Many people want to lose weight both for health reasons and to look better. However, achieving long-term weight loss is extraordinarily difficult, and consumers receive lots of conflicting advice about what they should be eating to maximize chances for success. While this study provides intriguing new evidence that there may be advantages to a diet that is lower in carbohydrate and higher in fat and protein, it’s important to recognize that participants were only followed for a month on each diet and had all food provided to them by the researchers. There is considerable evidence that when people follow the same diets studied here but prepare their own food, they achieve about the same amount of weight loss after a few years regardless of what kind of diet they are on. You can argue that the “best” weight loss diet is still the one that you have have the most success sticking with in your everyday life–regardless of its fat or carb content.
Although diets with more animal protein (e.g. Atkins) are likely to cost more, we don’t think that’s a major consideration with weight loss diets. We’ll call it not applicable.

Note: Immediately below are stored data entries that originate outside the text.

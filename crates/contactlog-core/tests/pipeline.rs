//! End-to-end pipeline tests: raw headers in, export rows out.

use contactlog_core::{
    EmailRecord, FilterList, FilterReason, bad_format_table, classify, filtered_table, valid_table,
};
use proptest::prelude::*;

fn build(subject: &str, from: &str, to: &str, date: &str) -> EmailRecord {
    EmailRecord::build(subject, from, to, date)
}

#[test]
fn test_blocked_address_lands_in_filtered_export() {
    let mut list = FilterList::default();
    list.emails.insert("alice@bad.com".to_string());

    let records = vec![build(
        "Hi",
        "alice@bad.com",
        "bob@x.com",
        "Mon, 2 Jan 2023 10:00:00 +0000",
    )];
    let result = classify(records, 2023, Some(&list));

    assert!(result.valid.is_empty());
    assert_eq!(result.filtered.len(), 1);
    assert_eq!(
        result.filtered[0].verdict.reason(),
        Some(FilterReason::Email)
    );

    let table = filtered_table(&result.exported_filtered());
    assert_eq!(table.rows.len(), 1);
    assert_eq!(table.rows[0][5], "Email address in filter list");
    assert_eq!(table.rows[0][6], "alice@bad.com");
}

#[test]
fn test_wrong_year_suppressed_from_export_but_counted() {
    let records = vec![build(
        "Hi",
        "alice@bad.com",
        "bob@x.com",
        "Mon, 2 Jan 2023 10:00:00 +0000",
    )];
    let result = classify(records, 2022, None);

    assert_eq!(result.filtered.len(), 1);
    assert_eq!(
        result.filtered[0].verdict.reason(),
        Some(FilterReason::IncorrectYear)
    );
    assert_eq!(result.filtered[0].verdict.value(), Some("2023"));
    assert!(result.exported_filtered().is_empty());
    assert_eq!(result.total(), 1);
}

#[test]
fn test_unparseable_date_preserved_verbatim() {
    let raw_date = "the 2nd of January, probably";
    let records = vec![build("Hi", "alice@x.com", "bob@x.com", raw_date)];
    let result = classify(records, 2023, None);

    assert_eq!(result.bad_format.len(), 1);
    let table = bad_format_table(&result.bad_format);
    assert_eq!(table.rows, [["Incorrect Date Format", raw_date]]);
}

#[test]
fn test_decoded_subject_flows_to_valid_rows() {
    let records = vec![build(
        "=?utf-8?Q?caf=C3=A9_plans?=",
        "Alice <alice@x.com>",
        "bob@x.com",
        "Mon, 2 Jan 2023 10:00:00 +0000",
    )];
    let result = classify(records, 2023, None);

    let table = valid_table(&result.valid, false);
    assert_eq!(
        table.rows,
        [["café plans", "Alice", "alice@x.com", "bob@x.com", "1/2/23"]]
    );
}

/// A date the no-weekday grammar accepts, so arbitrary day/month values do
/// not trip weekday validation.
fn date_string(month: u32, day: u32, hour: u32) -> String {
    const MONTHS: [&str; 12] = [
        "Jan", "Feb", "Mar", "Apr", "May", "Jun", "Jul", "Aug", "Sep", "Oct", "Nov", "Dec",
    ];
    format!(
        "{day} {} 2023 {hour}:00:00 +0000",
        MONTHS[(month - 1) as usize]
    )
}

proptest! {
    #[test]
    fn prop_valid_bucket_is_chronological(
        dates in prop::collection::vec((1u32..=12, 1u32..=28, 0u32..=23), 0..40)
    ) {
        let records: Vec<EmailRecord> = dates
            .iter()
            .enumerate()
            .map(|(i, &(month, day, hour))| {
                build(
                    "Hi",
                    &format!("sender{i}@x.com"),
                    "bob@x.com",
                    &date_string(month, day, hour),
                )
            })
            .collect();

        let result = classify(records, 2023, None);
        prop_assert_eq!(result.valid.len(), dates.len());
        for pair in result.valid.windows(2) {
            prop_assert!(pair[0].parsed_date() <= pair[1].parsed_date());
        }
    }

    #[test]
    fn prop_classification_is_idempotent(
        dates in prop::collection::vec((1u32..=12, 1u32..=28, 0u32..=23), 0..20)
    ) {
        let records: Vec<EmailRecord> = dates
            .iter()
            .enumerate()
            .map(|(i, &(month, day, hour))| {
                build(
                    "Hi",
                    &format!("sender{i}@x.com"),
                    "bob@x.com",
                    &date_string(month, day, hour),
                )
            })
            .collect();

        let first = classify(records.clone(), 2023, None);
        let second = classify(records, 2023, None);

        let emails = |bucket: &[EmailRecord]| {
            bucket.iter().map(|r| r.from_email.clone()).collect::<Vec<_>>()
        };
        prop_assert_eq!(emails(&first.valid), emails(&second.valid));
        prop_assert_eq!(emails(&first.filtered), emails(&second.filtered));
        prop_assert_eq!(emails(&first.bad_format), emails(&second.bad_format));
    }
}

The story adequately describes the main outcome, energy expenditure, and puts it into context, noting that the low-carb group burned about 300 calories more per day than those on the low-fat diet—”about the same as an hour of moderate exercise” — and that the low-glycemic group burned about 150 calories less than the low-fat group.
The story mentioned that despite burning more calories, the low-carb group had increases in some markers of cardiovascular disease.
The results of the study are presented with no critical analysis. Even without seeking out an outside perspective, the story could have easily thrown in a few of the caveats mentioned by the researchers themselves in the discussion section of the paper. They noted, for instance, that the test diets were provided for “relatively short duration” and that the findings from this highly controlled experiment might not be applicable to “a more natural setting, in which individuals consume self-selected diets.” An editorialist also mentioned some limitations, including the fact that subjects in the low-fat group might not have been exercising as much as the other groups.
The story did not seek an outside perspective. The competing USA Today story quoted 3 other experts who provided valuable context.
The focus of the story was on different dietary approaches to weight loss.
The availability of these different diets is not in question.
A number of other studies have examined the metabolic and weight loss effects of diets with different proportions of fat, protein, and carbohydrate. The story did not mention these studies.
The story quotes one of the researchers, and we couldn’t find any evidence that it relied too much on this press release.